───── MATERIAL FOR THIS TASK

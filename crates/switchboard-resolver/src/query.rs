//! Dynamic capability queries for candidates without static declarations.

use std::collections::{HashMap, HashSet};
use std::sync::Arc;
use std::sync::atomic::{AtomicUsize, Ordering};
use std::time::Duration;
use tokio::sync::mpsc;
use tokio_util::sync::CancellationToken;
use tracing::{debug, info};

use switchboard_core::{ProviderId, ResolverError};
use switchboard_provider::ConnectionStrategy;

use crate::events::ResolverEvent;

/// Issues and supervises capability queries, one in flight per candidate.
///
/// A query opens a transient connection (distinct from the binding
/// controller's long-lived one), requests a feature report under an explicit
/// timeout, and posts the typed outcome back onto the event queue. Failures
/// are retried after a fixed delay; duplicate requests while one is
/// outstanding are no-ops.
pub(crate) struct QueryCoordinator {
    timeout: Duration,
    retry_delay: Duration,
    in_flight: HashSet<ProviderId>,
    retry_timers: HashMap<ProviderId, CancellationToken>,
    outstanding: Arc<AtomicUsize>,
    events: mpsc::UnboundedSender<ResolverEvent>,
}

impl QueryCoordinator {
    pub(crate) fn new(
        timeout: Duration,
        retry_delay: Duration,
        outstanding: Arc<AtomicUsize>,
        events: mpsc::UnboundedSender<ResolverEvent>,
    ) -> Self {
        Self {
            timeout,
            retry_delay,
            in_flight: HashSet::new(),
            retry_timers: HashMap::new(),
            outstanding,
            events,
        }
    }

    /// Start a query for `provider` unless one is already outstanding.
    pub(crate) fn start(&mut self, provider: ProviderId, strategy: Arc<dyn ConnectionStrategy>) {
        if self.in_flight.contains(&provider) {
            debug!(provider = %provider, "Capability query already in flight, suppressing duplicate");
            return;
        }
        if let Some(token) = self.retry_timers.remove(&provider) {
            token.cancel();
        }

        info!(provider = %provider, "Issuing capability query");
        self.in_flight.insert(provider.clone());
        self.outstanding.fetch_add(1, Ordering::SeqCst);

        let timeout = self.timeout;
        let events = self.events.clone();
        tokio::spawn(async move {
            let outcome = match tokio::time::timeout(timeout, strategy.query_features(&provider))
                .await
            {
                Ok(result) => result,
                Err(_) => Err(ResolverError::QueryTimeout {
                    provider: provider.clone(),
                    timeout_ms: u64::try_from(timeout.as_millis()).unwrap_or(u64::MAX),
                }),
            };
            let _ = events.send(ResolverEvent::QueryFinished { provider, outcome });
        });
    }

    /// Bookkeeping for a processed completion. Must run for every
    /// `QueryFinished` event, even when the candidate is gone.
    pub(crate) fn on_finished(&mut self, provider: &ProviderId) {
        if self.in_flight.remove(provider) {
            self.outstanding.fetch_sub(1, Ordering::SeqCst);
        }
    }

    /// Schedule a fixed-delay retry for a failed query.
    pub(crate) fn schedule_retry(&mut self, provider: ProviderId) {
        if let Some(previous) = self.retry_timers.remove(&provider) {
            previous.cancel();
        }
        let token = CancellationToken::new();
        self.retry_timers.insert(provider.clone(), token.clone());

        let delay = self.retry_delay;
        let events = self.events.clone();
        tokio::spawn(async move {
            tokio::select! {
                () = token.cancelled() => {}
                () = tokio::time::sleep(delay) => {
                    let _ = events.send(ResolverEvent::QueryRetryDue { provider });
                }
            }
        });
    }

    /// Forget a candidate: cancel its retry timer. An in-flight query cannot
    /// be recalled; its completion is ignored once the candidate is gone.
    pub(crate) fn forget(&mut self, provider: &ProviderId) {
        if let Some(token) = self.retry_timers.remove(provider) {
            token.cancel();
        }
    }
}

impl Drop for QueryCoordinator {
    fn drop(&mut self) {
        for token in self.retry_timers.values() {
            token.cancel();
        }
    }
}

#[cfg(test)]
mod tests {
    use super::*;
    use switchboard_core::FeatureSet;
    use switchboard_test::MockConnector;
    use tokio::sync::mpsc::unbounded_channel;

    fn coordinator() -> (
        QueryCoordinator,
        mpsc::UnboundedReceiver<ResolverEvent>,
        Arc<AtomicUsize>,
    ) {
        let (tx, rx) = unbounded_channel();
        let outstanding = Arc::new(AtomicUsize::new(0));
        let coordinator = QueryCoordinator::new(
            Duration::from_millis(200),
            Duration::from_millis(100),
            Arc::clone(&outstanding),
            tx,
        );
        (coordinator, rx, outstanding)
    }

    #[tokio::test]
    async fn test_query_success_posts_features() {
        let (mut coordinator, mut rx, outstanding) = coordinator();
        let connector = Arc::new(MockConnector::new());
        let provider = ProviderId::new("com.a/Svc");
        connector.script_report(&provider, Ok(FeatureSet::new()));

        coordinator.start(provider.clone(), Arc::clone(&connector) as Arc<dyn ConnectionStrategy>);
        assert_eq!(outstanding.load(Ordering::SeqCst), 1);

        let ResolverEvent::QueryFinished { provider: p, outcome } = rx.recv().await.unwrap()
        else {
            panic!("expected query completion");
        };
        assert_eq!(p, provider);
        assert!(outcome.is_ok());

        coordinator.on_finished(&p);
        assert_eq!(outstanding.load(Ordering::SeqCst), 0);
    }

    #[tokio::test]
    async fn test_duplicate_start_suppressed() {
        let (mut coordinator, _rx, _) = coordinator();
        let connector = Arc::new(MockConnector::new());
        let provider = ProviderId::new("com.a/Svc");
        let _gate = connector.hold_queries(&provider);

        coordinator.start(provider.clone(), Arc::clone(&connector) as Arc<dyn ConnectionStrategy>);
        coordinator.start(provider.clone(), Arc::clone(&connector) as Arc<dyn ConnectionStrategy>);

        tokio::time::sleep(Duration::from_millis(20)).await;
        assert_eq!(connector.query_count(&provider), 1);
    }

    #[tokio::test(start_paused = true)]
    async fn test_query_timeout_produces_structured_error() {
        let (mut coordinator, mut rx, _) = coordinator();
        let connector = Arc::new(MockConnector::new());
        let provider = ProviderId::new("com.a/Svc");
        let _gate = connector.hold_queries(&provider);

        coordinator.start(provider.clone(), Arc::clone(&connector) as Arc<dyn ConnectionStrategy>);
        tokio::time::advance(Duration::from_millis(250)).await;

        let ResolverEvent::QueryFinished { outcome, .. } = rx.recv().await.unwrap() else {
            panic!("expected query completion");
        };
        assert!(matches!(outcome, Err(ResolverError::QueryTimeout { .. })));
    }

    #[tokio::test(start_paused = true)]
    async fn test_retry_timer_fires_after_fixed_delay() {
        let (mut coordinator, mut rx, _) = coordinator();
        let provider = ProviderId::new("com.a/Svc");

        coordinator.schedule_retry(provider.clone());
        tokio::time::advance(Duration::from_millis(150)).await;

        let ResolverEvent::QueryRetryDue { provider: p } = rx.recv().await.unwrap() else {
            panic!("expected retry event");
        };
        assert_eq!(p, provider);
    }

    #[tokio::test(start_paused = true)]
    async fn test_forget_cancels_retry() {
        let (mut coordinator, mut rx, _) = coordinator();
        let provider = ProviderId::new("com.a/Svc");

        coordinator.schedule_retry(provider.clone());
        coordinator.forget(&provider);
        tokio::time::advance(Duration::from_millis(500)).await;

        assert!(rx.try_recv().is_err());
    }
}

──────────

WHAT YOU WILL DO:
Where a line in the records above contains the string "remove", return that line.

SOLUTION:
        if let Some(token) = self.retry_timers.remove(&provider) {
        if self.in_flight.remove(provider) {
        if let Some(previous) = self.retry_timers.remove(&provider) {
        if let Some(token) = self.retry_timers.remove(provider) {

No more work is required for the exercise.